ERIM
NOTOC
ERIM: Secure Efficient in-process isolation with protection keys
The 2019 USENIX Internet Defense Prize went to the Software Systems group at Max Planck for their work on ERIM: Secure, Efficient In-process Isolation with Protection Keys(pdf). The idea is to use the Memory Protection (MPK) hardware and binary re-writing to protect individual parts of processes from the other portions, allowing finer-grained isolation than processes and potentially lower overhead than IPC.
MPK overview
The "new" MPK hardware debuted four years ago (2015) and allows applications to divide their address space into sixteen regions using four previously unused page table bits. There are also 32-bit per-thread register that select which of the regions are currently accessible and writable.

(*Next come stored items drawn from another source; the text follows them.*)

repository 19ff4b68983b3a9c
use axum::{http::StatusCode, response::IntoResponse, Json};
use serde_json::json;

#[axum::debug_handler]
pub async fn health() -> impl IntoResponse {
    let body = json!({
        "status": "ok",
    });
    (StatusCode::OK, Json(body))
}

The motivation for this new hardware is improving performance. Changing these MPK protection bits does not require TLB flushes, so it is significantly lower overhead than adjusting page table mappings. System calls like mprotect() are quite slow for changing the state of gigabytes or terabytes of memory, so an application can use MPK to mark an entire NVRAM device or memory-mapped database as read-only with a single instruction.
Threat Model
The threats that MPK prevents are from other processes on the system with arbitrary read access, but not from a malicious root user or hypervisor. Nor does it protect against side-channel attacks; Meltdown, Row Hammer and others are explicitly excluded. It is not clear if it protects against hostile hardware with DMA access; the interaction of DMA with MPK is not examined in the paper. Additionally, MPK does not have any way to attest that the process has been started in protected memory, so it is not useful in an untrusted cloud environment. And finally, an attacker with arbitrary code execution in the application can enable all the regions and read any protected contents.
Assessment
While MPK doesn't address most active malicious threats -- it is not an enclave like SGX or SEV -- the MPK hardware does not add much additional latency and setting the register is quite fast, so it is a useful way to prevent accidental leaks of the data. Calls into the code that operates on data in the protected regions requires call gates to enable the data, which adds a small amount of overhead. They also add binary instrumentation to scan applications or libraries for use of the WRPKRU and XRSTOR instructions to ensure that they are always used in pairs and with safe operations, which ensures that ROP or other control-flow attacks can't exploit them.